New Delhi: President Donald Trump’s proposed $100,000 fee for new H-1B workers hired from outside the US is poised to hit the IT outsourcing and staffing sectors hard, potentially reshaping how multinational companies hire skilled foreign talent. The levy represents the most stringent restriction the Trump administration has placed on the employment of foreign workers to date.
A Bloomberg analysis highlights the impact on major staffing firms, including Tata Consultancy Services, Infosys, and Cognizant Technology Solutions, which often act as intermediaries for H-1B hires. Nearly 90 per cent of their new H-1B hires between May 2020 and May 2024 were approved at US consulates, meaning the $100,000 fee could have added hundreds of millions of dollars to their costs.
“More than 93 per cent of new Infosys H-1B hires in that timeframe, upwards of 10,400 workers, would have been hit with the $100,000 fee,” Bloomberg notes, translating into over a billion dollars in visa charges. Tata would have faced the fee for 6,500 employees, or 82 per cent of new hires, and Cognizant for more than 5,600, or 89 per cent of new H-1B employees, as per the report.
Legal Challenges And Industry Response
Even with potential legal challenges, the IT industry expects a sharp reduction in visa demand and increased offshoring of jobs. “We’re already seeing that happen,” said immigration attorney Jonathan Wasden in the report. “The fear is that if you have truly exceptional talent overseas, those people are definitely going to be missing out.”
Some companies, however, anticipate minimal short-term impact. “The recently announced Proclamation is expected to have limited near-term impact on Cognizant’s operations,” said Cognizant spokesman Jeff DeMarrais, noting that visas are now primarily used for select technology roles supplementing the US workforce, as per the report.
A Shift In H-1B Hiring And Global Talent Strategy
Historically, the H-1B program has been dominated by large IT firms, which use it as a pathway for foreign workers with bachelor’s degrees. While the program has faced criticism for undercutting domestic wages, early-career H-1B employees typically earn well above the US median wage.

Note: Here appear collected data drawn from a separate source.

//! # paintbox
//!
//! Good/Better/Best painting estimates computed by a spreadsheet formula
//! engine.
//!
//! Room measurements are written into the input cells of an estimate sheet;
//! formula cells derive wall area, paint volume, labor hours and the three
//! tier prices. Several rooms can be priced together as one project with a
//! multi-room discount.
//!
//! ## Features
//!
//! - Exact decimal arithmetic for every area, volume and price
//! - Failed cells reported per room instead of failing the whole estimate
//! - Tier prices always quoted in `good < better < best` order
//! - Optional result cache shared safely between concurrent calculations
//!
//! ## Example
//!
//! ```rust
//! use paintbox::prelude::*;
//! use rust_decimal::Decimal;
//!
//! let calculator = PaintingCalculator::new(CalculatorOptions::default()).unwrap();
//! let rooms = vec![
//!     RoomInput::new("Den", Decimal::from(12), Decimal::from(10), Decimal::from(9))
//!         .with_openings(2, 3),
//!     RoomInput::new("Bath", Decimal::from(8), Decimal::from(6), Decimal::from(8))
//!         .with_paint(PaintType::SemiGloss, 2),
//! ];
//!
//! let estimate = calculator.calculate_multi_room_estimate(&rooms).unwrap();
//! assert_eq!(estimate.rooms.len(), 2);
//! assert!(estimate.is_complete());
//! ```

pub mod calculator;
pub mod config;
pub mod error;
pub mod estimate;
pub mod prelude;
pub mod room;
pub mod sheet;

pub use calculator::PaintingCalculator;
pub use config::{
    CalculatorOptions, ConditionRate, PaintProduct, RateTable, RoomDiscount, TierRates,
};
pub use error::{CalculatorError, Result};
pub use estimate::{CellFailure, MultiRoomEstimate, ProjectTotals, RoomEstimate, TierPricing};
pub use room::{PaintType, RoomInput, SurfaceCondition};

// Re-export the engine for callers that evaluate their own sheets
pub use paintbox_core::{CellError, CellKey, CellValue, RawValue};
pub use paintbox_formula::{CacheStats, Engine, EvaluationReport, FormulaError, ResultCache};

Experts predict that new costs and lottery changes could reduce entries by 30–50 per cent in the next H-1B cycle. “The Trump administration’s $100,000 fee, combined with the weighted-lottery rule, has created an entirely new set of incentives that will reshape market behaviour vis-a-vis the H-1B lottery,” said Finn Reynolds, director of market research at Lawfully, as per the Bloomberg report.
The fee may accelerate IT offshoring, as US firms invest more heavily in India and other talent hubs. “If you want to access the world’s best talent, you have to go where the talent is,” said Steve Hall, chief AI officer at Information Services Group, claims the report.